**Assignment:**
Your answer is a copy of every line in the records where "PoisonError" appears.

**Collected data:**
# # # # #

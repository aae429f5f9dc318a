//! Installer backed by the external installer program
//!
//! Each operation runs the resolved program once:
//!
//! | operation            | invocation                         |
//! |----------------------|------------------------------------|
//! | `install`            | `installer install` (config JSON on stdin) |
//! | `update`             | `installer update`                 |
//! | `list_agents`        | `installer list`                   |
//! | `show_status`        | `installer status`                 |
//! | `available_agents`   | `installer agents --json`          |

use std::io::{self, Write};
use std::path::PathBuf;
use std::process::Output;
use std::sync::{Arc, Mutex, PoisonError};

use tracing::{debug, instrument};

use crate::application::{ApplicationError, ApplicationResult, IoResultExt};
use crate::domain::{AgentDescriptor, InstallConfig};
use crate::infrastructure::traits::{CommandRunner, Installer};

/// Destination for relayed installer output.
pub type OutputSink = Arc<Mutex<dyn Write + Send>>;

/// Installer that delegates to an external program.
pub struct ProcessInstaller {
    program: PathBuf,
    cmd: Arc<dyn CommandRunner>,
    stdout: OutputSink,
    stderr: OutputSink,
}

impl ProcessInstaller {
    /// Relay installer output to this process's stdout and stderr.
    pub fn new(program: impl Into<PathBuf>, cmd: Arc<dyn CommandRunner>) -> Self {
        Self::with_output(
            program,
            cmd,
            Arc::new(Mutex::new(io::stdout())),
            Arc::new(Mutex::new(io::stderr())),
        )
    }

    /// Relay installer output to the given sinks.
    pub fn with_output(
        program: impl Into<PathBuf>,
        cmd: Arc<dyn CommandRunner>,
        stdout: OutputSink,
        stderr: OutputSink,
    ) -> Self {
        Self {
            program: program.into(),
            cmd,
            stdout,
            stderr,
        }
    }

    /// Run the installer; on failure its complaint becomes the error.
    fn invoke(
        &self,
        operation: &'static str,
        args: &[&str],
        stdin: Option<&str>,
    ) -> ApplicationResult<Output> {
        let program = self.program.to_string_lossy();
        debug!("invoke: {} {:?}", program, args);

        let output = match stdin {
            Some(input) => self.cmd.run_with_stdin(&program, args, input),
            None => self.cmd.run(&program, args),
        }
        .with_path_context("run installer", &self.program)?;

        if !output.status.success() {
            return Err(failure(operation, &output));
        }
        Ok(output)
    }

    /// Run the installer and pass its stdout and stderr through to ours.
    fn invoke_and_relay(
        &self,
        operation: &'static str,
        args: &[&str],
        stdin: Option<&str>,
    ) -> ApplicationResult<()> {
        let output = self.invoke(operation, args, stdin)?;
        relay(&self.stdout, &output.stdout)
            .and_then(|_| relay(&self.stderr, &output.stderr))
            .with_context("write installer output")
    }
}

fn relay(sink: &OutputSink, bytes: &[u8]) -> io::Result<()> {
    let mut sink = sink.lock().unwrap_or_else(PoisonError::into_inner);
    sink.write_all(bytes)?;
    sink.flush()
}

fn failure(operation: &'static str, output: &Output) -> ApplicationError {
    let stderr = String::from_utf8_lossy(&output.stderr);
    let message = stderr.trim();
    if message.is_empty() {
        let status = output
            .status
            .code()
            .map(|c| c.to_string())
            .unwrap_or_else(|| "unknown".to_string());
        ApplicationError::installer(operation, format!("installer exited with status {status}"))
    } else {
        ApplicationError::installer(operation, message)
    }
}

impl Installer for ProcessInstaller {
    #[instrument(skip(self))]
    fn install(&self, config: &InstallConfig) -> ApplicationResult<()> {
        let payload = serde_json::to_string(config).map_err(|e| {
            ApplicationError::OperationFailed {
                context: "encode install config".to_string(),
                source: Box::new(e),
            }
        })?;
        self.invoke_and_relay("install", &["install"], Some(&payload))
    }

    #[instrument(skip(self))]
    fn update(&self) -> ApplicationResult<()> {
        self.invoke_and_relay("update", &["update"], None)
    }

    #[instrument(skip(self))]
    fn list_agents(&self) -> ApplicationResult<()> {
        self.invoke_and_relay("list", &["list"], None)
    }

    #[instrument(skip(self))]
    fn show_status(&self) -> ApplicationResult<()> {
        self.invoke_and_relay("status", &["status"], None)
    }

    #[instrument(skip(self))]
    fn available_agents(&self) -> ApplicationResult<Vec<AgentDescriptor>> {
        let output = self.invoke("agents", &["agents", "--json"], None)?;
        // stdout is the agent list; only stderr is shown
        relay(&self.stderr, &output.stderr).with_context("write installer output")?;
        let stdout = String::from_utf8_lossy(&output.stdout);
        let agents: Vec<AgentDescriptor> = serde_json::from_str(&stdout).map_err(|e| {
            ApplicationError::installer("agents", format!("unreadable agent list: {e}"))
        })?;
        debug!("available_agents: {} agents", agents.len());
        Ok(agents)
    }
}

# # # # #

**Solution to this task:**
use std::sync::{Arc, Mutex, PoisonError};
    let mut sink = sink.lock().unwrap_or_else(PoisonError::into_inner);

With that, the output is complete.